Connecticut tax practice has a particular shape. The state imposes a graduated personal income tax ranging from 2.0% on the first $10,000 of single-filer income to 6.99% above $500,000 ($1,000,000 for joint filers) under Conn. Gen. Stat. §12-700, a corporate business tax base rate of 7.5% under Conn. Gen. Stat. §12-214 with a 10% capital-base surtax for corporations with gross income above $100 million, and a state sales-and-use tax of 6.35% under Conn. Gen. Stat. §12-408. The Connecticut Department of Revenue Services (DRS) administers these, along with the state's withholding tax, the unitary corporate tax base, and the unique gift-and-estate tax under Conn. Gen. Stat. Chapter 217a. Connecticut is the only state in the country that still imposes a standalone gift tax, captured at Conn. Gen. Stat. §12-643, which means lifetime taxable gifts above the federal threshold get added to the Connecticut estate-tax base at death.

If your problem is federal — an IRS audit, an unfiled 1040, a payroll-tax assessment under IRC §6672, a Notice of Federal Tax Lien, or a deficiency notice that needs a Tax Court petition — you do not need an attorney admitted in Connecticut. You need an attorney admitted somewhere with active U.S. Tax Court bar membership and federal-practitioner credentials under Circular 230. That is what this firm provides.

Your tax rights as a Connecticut taxpayer

Federal taxpayer rights are codified across the Internal Revenue Code and summarized in IRS Publication 1, the Taxpayer Bill of Rights. They apply identically to a resident of Greenwich, Hartford, or Storrs. Connecticut has parallel state-level protections through the DRS Taxpayer Bill of Rights and the protest-and-appeal process at the Department of Revenue Services. The major rights you can invoke in a tax-resolution matter:

Right to representation

Under IRC §7521(b)(2), an IRS examiner or collection officer must suspend an interview if you state you wish to consult with an authorized representative. A signed Form 2848 puts your tax attorney between you and the IRS for the remainder of the matter.

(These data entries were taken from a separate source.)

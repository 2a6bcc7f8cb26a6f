// SPDX-License-Identifier: BUSL-1.1
// Copyright (c) 2026 Alfred Jean LLC

use std::path::PathBuf;
use std::time::Duration;

use clap::Parser;

use crate::credential::oauth::{DEFAULT_CLIENT_ID, DEFAULT_TOKEN_URL};

/// Credential-substituting gateway for an LLM API.
#[derive(Debug, Clone, Parser)]
#[command(name = "credgate", version, about)]
pub struct GateConfig {
    /// Host to bind on.
    #[arg(long, default_value = "127.0.0.1", env = "CREDGATE_HOST")]
    pub host: String,

    /// Port to listen on.
    #[arg(long, default_value_t = 3000, env = "CREDGATE_PORT")]
    pub port: u16,

    /// Secret that unlocks server-managed credentials and the admin API.
    /// If unset, every request passes its own credential through.
    #[arg(long, env = "CREDGATE_ADMIN_SECRET")]
    pub admin_secret: Option<String>,

    /// Directory holding the token store.
    #[arg(long, default_value = "data", env = "CREDGATE_DATA_DIR")]
    pub data_dir: PathBuf,

    /// Token store file. Defaults to `<data-dir>/tokens.json`.
    #[arg(long, env = "CREDGATE_STORE_PATH")]
    pub store_path: Option<PathBuf>,

    /// Legacy credential file. Defaults to `$HOME/.factory/auth.json`.
    #[arg(long, env = "CREDGATE_LEGACY_AUTH_FILE")]
    pub legacy_auth_file: Option<PathBuf>,

    /// Base URL requests under `/v1` are forwarded to.
    #[arg(long, default_value = "https://api.factory.ai", env = "CREDGATE_UPSTREAM_URL")]
    pub upstream_url: String,

    /// OAuth token endpoint for the refresh grant.
    #[arg(long, default_value = DEFAULT_TOKEN_URL, env = "CREDGATE_REFRESH_TOKEN_URL")]
    pub refresh_token_url: String,

    /// OAuth client id presented with the refresh grant.
    #[arg(long, default_value = DEFAULT_CLIENT_ID, env = "CREDGATE_REFRESH_CLIENT_ID")]
    pub refresh_client_id: String,

    /// Seconds before a cached access token is re-exchanged.
    #[arg(long, default_value_t = 21_600, env = "CREDGATE_REFRESH_INTERVAL_SECS")]
    pub refresh_interval_secs: u64,

    /// Number of recent requests kept for the admin view.
    #[arg(long, default_value_t = 200, env = "CREDGATE_REQUEST_LOG_CAPACITY")]
    pub request_log_capacity: usize,

    /// Log level (trace, debug, info, warn, error) or a full filter directive.
    #[arg(long, default_value = "info", env = "CREDGATE_LOG_LEVEL")]
    pub log_level: String,

    /// Log format (json or text).
    #[arg(long, default_value = "text", env = "CREDGATE_LOG_FORMAT")]
    pub log_format: String,
}

impl GateConfig {
    pub fn validate(&self) -> anyhow::Result<()> {
        if self.request_log_capacity == 0 {
            anyhow::bail!("--request-log-capacity must be at least 1");
        }
        if self.refresh_interval_secs == 0 {
            anyhow::bail!("--refresh-interval-secs must be at least 1");
        }
        match self.log_format.as_str() {
            "json" | "text" => {}
            other => anyhow::bail!("invalid log format: {other} (expected json or text)"),
        }
        if self.upstream_url.trim().is_empty() {
            anyhow::bail!("--upstream-url must not be empty");
        }
        Ok(())
    }

    pub fn store_path(&self) -> PathBuf {
        self.store_path.clone().unwrap_or_else(|| crate::credential::store_path(&self.data_dir))
    }

    pub fn legacy_auth_path(&self) -> Option<PathBuf> {
        self.legacy_auth_file.clone().or_else(crate::credential::seed::default_legacy_auth_path)
    }

    pub fn refresh_interval(&self) -> Duration {
        Duration::from_secs(self.refresh_interval_secs)
    }

    /// Non-empty admin secret, if configured.
    pub fn admin_secret(&self) -> Option<&str> {
        self.admin_secret.as_deref().filter(|s| !s.is_empty())
    }

    /// Build a minimal `GateConfig` for tests (port 0, store under `dir`).
    #[doc(hidden)]
    pub fn test(dir: &std::path::Path) -> Self {
        Self {
            host: "127.0.0.1".into(),
            port: 0,
            admin_secret: Some("s3cr3t".into()),
            data_dir: dir.to_path_buf(),
            store_path: None,
            legacy_auth_file: Some(dir.join("no-legacy-auth.json")),
            upstream_url: "http://127.0.0.1:9".into(),
            refresh_token_url: "http://127.0.0.1:9/token".into(),
            refresh_client_id: "client_test".into(),
            refresh_interval_secs: 21_600,
            request_log_capacity: 200,
            log_level: "debug".into(),
            log_format: "text".into(),
        }
    }
}

#[cfg(test)]
#[path = "config_tests.rs"]
mod tests;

Right to Collection Due Process

After a Notice of Federal Tax Lien (IRC §6320) or a Final Notice of Intent to Levy (IRC §6330), you have 30 days to request a Collection Due Process hearing on Form 12153. CDP requests pause federal collection enforcement and preserve U.S. Tax Court review of the determination.

Right to U.S. Tax Court review

A Notice of Deficiency triggers a 90-day petition window under IRC §6213(a). Filing a petition in Tax Court means you can litigate without paying the deficiency first. Miss the 90 days and your remedy becomes pay-then-sue in the U.S. District Court for the District of Connecticut in Hartford, New Haven, or Bridgeport — or in the U.S. Court of Federal Claims in Washington, D.C.

Right to an Offer in Compromise

Under IRC §7122, the IRS may accept less than the full liability where doubt as to collectibility, doubt as to liability, or effective tax administration justifies settlement. The offer is filed on Form 656 with Form 433-A(OIC) or 433-B(OIC) financial disclosure. Connecticut's parallel state OIC mechanism is administered by DRS Collections.

Right to a Collection Statute

IRC §6502 generally gives the IRS 10 years from the date of assessment to collect, after which the debt becomes uncollectible. Several events toll the period: pending OICs, bankruptcy, CDP hearings, Innocent Spouse claims, and continuous absence from the United States for six months or more. Pull your IRS Account Transcripts to verify your Collection Statute Expiration Date before you commit to any resolution path.

Connecticut: 60-day protest right

For state matters at DRS, Conn. Gen. Stat. §12-39s requires the taxpayer to file a written protest with the DRS Appellate Division within 60 days of the Notice of Assessment. Collection is generally paused while the protest is pending. After the DRS determination, the matter proceeds to the Connecticut Superior Court Tax Session in New Britain under Conn. Gen. Stat. §12-422. The federal CSED runs separately and is not affected by the state process.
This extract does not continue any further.